→ **Source material**:
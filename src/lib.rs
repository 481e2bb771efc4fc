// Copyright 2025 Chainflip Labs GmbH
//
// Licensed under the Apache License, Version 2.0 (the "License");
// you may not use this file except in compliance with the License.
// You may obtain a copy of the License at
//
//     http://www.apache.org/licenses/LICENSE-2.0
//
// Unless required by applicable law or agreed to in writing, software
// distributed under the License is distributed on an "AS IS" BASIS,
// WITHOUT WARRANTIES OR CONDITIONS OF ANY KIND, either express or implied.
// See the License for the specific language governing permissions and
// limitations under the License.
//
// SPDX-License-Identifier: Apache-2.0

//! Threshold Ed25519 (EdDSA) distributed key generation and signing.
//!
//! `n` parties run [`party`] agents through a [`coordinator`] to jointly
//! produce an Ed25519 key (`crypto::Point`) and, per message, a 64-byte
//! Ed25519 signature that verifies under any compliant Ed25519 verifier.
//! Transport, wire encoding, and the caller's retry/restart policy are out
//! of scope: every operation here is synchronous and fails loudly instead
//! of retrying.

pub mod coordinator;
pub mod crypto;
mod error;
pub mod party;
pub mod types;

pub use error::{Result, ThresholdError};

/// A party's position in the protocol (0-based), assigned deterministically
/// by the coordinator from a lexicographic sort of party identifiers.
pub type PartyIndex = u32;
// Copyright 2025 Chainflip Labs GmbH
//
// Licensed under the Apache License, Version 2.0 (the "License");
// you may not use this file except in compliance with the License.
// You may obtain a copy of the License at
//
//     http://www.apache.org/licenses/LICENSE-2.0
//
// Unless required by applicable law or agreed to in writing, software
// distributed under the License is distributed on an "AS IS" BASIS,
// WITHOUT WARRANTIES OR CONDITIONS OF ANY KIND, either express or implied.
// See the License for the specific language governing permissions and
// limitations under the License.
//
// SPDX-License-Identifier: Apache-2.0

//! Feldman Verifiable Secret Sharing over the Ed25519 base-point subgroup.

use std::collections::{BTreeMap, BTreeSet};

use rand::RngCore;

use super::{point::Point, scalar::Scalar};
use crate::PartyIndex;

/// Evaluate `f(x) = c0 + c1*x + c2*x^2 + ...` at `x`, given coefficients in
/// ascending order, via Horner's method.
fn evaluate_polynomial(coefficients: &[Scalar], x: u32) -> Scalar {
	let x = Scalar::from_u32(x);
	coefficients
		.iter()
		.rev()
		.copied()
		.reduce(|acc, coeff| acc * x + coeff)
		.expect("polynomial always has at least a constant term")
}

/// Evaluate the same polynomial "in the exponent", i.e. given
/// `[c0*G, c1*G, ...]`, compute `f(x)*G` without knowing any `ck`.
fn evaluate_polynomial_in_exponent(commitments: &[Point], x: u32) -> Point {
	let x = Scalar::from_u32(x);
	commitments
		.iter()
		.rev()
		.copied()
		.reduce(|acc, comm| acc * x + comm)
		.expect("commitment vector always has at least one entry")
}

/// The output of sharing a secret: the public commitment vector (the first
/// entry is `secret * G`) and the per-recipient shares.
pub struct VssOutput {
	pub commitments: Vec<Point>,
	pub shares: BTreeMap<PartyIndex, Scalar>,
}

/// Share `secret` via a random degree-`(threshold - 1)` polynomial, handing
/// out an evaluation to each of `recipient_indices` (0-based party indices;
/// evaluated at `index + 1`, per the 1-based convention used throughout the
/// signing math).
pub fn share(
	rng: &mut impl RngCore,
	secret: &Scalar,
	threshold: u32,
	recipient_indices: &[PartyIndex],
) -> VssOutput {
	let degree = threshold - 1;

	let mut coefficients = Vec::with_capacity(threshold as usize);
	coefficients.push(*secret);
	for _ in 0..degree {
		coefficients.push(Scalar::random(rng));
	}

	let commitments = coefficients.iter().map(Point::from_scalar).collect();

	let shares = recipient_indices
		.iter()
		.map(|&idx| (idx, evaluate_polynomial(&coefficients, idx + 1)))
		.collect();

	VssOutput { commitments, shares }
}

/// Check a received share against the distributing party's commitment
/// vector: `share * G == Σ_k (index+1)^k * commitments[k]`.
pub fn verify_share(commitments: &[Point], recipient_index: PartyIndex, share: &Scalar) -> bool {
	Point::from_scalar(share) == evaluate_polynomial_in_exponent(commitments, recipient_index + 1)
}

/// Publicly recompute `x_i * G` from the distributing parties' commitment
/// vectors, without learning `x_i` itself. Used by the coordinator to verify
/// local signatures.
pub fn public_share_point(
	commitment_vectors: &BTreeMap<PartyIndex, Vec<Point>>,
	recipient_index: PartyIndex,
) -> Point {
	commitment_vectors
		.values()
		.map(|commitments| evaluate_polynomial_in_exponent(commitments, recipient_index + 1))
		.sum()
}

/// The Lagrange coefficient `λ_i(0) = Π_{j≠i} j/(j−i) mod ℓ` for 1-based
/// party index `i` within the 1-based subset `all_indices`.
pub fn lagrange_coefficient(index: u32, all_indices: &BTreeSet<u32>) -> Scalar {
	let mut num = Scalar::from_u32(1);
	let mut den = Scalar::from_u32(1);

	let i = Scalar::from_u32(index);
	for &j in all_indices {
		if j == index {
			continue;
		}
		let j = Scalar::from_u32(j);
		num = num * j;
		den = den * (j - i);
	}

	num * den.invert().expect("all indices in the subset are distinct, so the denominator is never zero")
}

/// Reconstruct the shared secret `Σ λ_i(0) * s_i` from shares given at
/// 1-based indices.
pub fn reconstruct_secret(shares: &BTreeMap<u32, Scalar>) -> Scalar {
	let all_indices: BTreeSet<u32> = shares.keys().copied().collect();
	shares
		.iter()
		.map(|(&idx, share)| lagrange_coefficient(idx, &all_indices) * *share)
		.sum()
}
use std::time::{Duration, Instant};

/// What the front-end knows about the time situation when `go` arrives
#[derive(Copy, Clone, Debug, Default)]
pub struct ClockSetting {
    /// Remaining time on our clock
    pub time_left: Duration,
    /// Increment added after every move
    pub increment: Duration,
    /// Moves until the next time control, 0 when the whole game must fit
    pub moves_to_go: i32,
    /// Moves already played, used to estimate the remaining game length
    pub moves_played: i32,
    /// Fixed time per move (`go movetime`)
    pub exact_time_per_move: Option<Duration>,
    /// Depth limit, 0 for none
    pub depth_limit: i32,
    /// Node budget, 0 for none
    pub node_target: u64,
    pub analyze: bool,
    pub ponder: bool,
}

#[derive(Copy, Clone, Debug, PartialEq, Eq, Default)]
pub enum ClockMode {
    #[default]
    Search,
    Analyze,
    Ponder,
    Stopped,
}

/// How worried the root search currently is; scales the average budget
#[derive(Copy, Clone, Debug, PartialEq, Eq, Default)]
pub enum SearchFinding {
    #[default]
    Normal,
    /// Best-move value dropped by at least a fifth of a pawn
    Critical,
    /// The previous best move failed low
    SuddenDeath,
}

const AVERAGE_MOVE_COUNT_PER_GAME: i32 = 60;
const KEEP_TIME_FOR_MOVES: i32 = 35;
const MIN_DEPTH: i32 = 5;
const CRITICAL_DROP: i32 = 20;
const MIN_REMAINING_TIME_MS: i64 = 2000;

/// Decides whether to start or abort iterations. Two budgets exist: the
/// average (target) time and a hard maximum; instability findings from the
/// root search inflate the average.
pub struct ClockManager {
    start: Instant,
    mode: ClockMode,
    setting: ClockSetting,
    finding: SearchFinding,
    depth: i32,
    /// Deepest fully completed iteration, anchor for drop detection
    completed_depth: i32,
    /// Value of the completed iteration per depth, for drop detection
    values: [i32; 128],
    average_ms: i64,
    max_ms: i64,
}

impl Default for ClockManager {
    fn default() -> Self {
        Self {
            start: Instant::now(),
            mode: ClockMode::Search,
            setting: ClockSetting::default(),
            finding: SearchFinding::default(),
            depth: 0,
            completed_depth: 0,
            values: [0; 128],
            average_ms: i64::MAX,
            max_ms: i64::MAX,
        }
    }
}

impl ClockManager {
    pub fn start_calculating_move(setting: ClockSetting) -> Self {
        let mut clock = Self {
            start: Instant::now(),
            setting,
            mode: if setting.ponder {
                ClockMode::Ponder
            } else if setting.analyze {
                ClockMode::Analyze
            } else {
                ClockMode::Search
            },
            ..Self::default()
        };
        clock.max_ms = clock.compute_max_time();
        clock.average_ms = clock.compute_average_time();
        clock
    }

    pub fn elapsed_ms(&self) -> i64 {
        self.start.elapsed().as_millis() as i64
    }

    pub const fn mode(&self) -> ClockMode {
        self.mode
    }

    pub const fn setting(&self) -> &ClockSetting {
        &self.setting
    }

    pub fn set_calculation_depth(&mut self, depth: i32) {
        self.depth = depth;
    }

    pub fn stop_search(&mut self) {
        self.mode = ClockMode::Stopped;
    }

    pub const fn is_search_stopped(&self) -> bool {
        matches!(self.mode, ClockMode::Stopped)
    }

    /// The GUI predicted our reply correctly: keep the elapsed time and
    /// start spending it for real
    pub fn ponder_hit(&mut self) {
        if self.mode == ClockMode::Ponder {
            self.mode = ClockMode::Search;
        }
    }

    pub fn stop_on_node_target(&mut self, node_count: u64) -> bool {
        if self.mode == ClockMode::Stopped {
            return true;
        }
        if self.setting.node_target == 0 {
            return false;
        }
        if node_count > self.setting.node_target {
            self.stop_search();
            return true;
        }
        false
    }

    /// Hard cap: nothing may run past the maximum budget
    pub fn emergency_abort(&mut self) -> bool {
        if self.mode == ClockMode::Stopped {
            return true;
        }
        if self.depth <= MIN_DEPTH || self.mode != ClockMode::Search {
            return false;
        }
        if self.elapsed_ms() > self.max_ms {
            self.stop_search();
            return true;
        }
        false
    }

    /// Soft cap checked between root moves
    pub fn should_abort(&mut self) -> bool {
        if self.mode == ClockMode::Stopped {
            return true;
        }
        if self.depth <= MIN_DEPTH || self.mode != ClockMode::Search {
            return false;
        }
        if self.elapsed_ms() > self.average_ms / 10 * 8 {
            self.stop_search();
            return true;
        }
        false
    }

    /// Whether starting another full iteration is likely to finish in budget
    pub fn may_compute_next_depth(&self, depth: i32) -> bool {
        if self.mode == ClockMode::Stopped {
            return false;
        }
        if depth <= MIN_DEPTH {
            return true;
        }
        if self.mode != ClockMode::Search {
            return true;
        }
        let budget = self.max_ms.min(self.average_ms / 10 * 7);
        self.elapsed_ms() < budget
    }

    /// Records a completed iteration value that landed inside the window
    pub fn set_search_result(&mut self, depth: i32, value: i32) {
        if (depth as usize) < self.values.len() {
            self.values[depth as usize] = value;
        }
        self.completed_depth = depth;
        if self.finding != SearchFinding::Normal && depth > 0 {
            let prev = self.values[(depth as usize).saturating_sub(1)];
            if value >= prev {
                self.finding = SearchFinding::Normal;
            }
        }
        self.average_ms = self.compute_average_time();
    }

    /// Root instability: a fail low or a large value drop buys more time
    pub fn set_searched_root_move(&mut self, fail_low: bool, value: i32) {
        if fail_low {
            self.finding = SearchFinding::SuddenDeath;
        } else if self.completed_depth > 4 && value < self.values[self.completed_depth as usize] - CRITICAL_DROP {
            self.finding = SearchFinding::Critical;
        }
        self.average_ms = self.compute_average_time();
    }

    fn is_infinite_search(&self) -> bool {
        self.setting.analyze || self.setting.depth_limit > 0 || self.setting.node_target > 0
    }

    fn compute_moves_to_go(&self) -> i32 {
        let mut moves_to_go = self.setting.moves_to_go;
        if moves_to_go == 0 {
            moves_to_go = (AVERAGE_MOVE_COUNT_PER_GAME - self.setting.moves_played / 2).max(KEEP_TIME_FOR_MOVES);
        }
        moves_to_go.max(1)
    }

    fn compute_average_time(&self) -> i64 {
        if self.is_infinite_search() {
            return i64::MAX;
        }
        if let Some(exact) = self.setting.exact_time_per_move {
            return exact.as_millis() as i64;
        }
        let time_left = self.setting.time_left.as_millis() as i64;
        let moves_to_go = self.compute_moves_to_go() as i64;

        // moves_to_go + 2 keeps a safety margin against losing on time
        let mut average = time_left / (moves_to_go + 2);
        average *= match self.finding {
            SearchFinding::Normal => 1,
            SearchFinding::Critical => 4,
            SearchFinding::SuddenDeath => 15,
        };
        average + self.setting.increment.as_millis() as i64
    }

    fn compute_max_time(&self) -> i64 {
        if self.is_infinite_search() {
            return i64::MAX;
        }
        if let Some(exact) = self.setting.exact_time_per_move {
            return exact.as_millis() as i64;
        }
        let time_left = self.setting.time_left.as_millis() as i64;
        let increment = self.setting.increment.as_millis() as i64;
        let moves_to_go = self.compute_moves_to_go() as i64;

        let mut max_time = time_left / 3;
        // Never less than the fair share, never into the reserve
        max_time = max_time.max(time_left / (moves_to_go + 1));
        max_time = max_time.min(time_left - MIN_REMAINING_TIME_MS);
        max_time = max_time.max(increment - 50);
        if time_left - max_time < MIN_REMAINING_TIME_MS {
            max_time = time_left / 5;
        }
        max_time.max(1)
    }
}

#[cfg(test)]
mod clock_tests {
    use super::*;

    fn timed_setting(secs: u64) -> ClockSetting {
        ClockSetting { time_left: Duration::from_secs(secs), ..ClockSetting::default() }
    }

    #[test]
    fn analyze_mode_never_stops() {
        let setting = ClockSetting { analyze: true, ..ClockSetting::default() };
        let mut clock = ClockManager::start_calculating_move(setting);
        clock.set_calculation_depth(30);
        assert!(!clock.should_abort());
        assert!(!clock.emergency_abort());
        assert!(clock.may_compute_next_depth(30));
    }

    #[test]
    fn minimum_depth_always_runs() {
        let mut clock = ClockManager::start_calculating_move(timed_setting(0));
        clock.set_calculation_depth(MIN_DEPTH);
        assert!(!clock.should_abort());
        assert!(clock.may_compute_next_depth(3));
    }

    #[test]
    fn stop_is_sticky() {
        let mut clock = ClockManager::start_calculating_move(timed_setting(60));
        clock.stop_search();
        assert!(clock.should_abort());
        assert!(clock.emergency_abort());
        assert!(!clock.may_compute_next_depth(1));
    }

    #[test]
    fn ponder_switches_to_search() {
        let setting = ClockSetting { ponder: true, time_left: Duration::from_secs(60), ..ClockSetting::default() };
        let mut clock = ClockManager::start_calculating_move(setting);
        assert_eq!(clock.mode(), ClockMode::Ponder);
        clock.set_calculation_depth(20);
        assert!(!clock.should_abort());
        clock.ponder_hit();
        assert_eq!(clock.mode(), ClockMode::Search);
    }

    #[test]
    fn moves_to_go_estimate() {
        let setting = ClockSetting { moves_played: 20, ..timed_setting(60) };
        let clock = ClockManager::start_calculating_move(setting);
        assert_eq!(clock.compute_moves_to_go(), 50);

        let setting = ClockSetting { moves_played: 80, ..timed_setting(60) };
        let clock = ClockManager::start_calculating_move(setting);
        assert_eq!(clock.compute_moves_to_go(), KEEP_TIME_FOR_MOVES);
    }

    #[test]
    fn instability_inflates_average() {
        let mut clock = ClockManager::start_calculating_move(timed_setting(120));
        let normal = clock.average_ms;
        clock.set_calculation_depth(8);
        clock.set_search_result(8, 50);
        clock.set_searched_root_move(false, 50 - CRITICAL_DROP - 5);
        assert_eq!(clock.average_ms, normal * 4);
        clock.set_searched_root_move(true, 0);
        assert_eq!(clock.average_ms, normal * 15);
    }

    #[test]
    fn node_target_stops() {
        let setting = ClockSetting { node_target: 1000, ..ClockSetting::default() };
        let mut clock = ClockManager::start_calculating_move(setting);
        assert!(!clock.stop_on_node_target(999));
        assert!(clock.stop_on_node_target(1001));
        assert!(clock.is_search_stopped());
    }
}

→ **Your goal**: Taking the records above, retype every line from the one with "given coefficients in" down to the one with "vector (the first", exactly and with nothing else.

→ **Answer to this task**:
/// Evaluate `f(x) = c0 + c1*x + c2*x^2 + ...` at `x`, given coefficients in
/// ascending order, via Horner's method.
fn evaluate_polynomial(coefficients: &[Scalar], x: u32) -> Scalar {
	let x = Scalar::from_u32(x);
	coefficients
		.iter()
		.rev()
		.copied()
		.reduce(|acc, coeff| acc * x + coeff)
		.expect("polynomial always has at least a constant term")
}

/// Evaluate the same polynomial "in the exponent", i.e. given
/// `[c0*G, c1*G, ...]`, compute `f(x)*G` without knowing any `ck`.
fn evaluate_polynomial_in_exponent(commitments: &[Point], x: u32) -> Point {
	let x = Scalar::from_u32(x);
	commitments
		.iter()
		.rev()
		.copied()
		.reduce(|acc, comm| acc * x + comm)
		.expect("commitment vector always has at least one entry")
}

/// The output of sharing a secret: the public commitment vector (the first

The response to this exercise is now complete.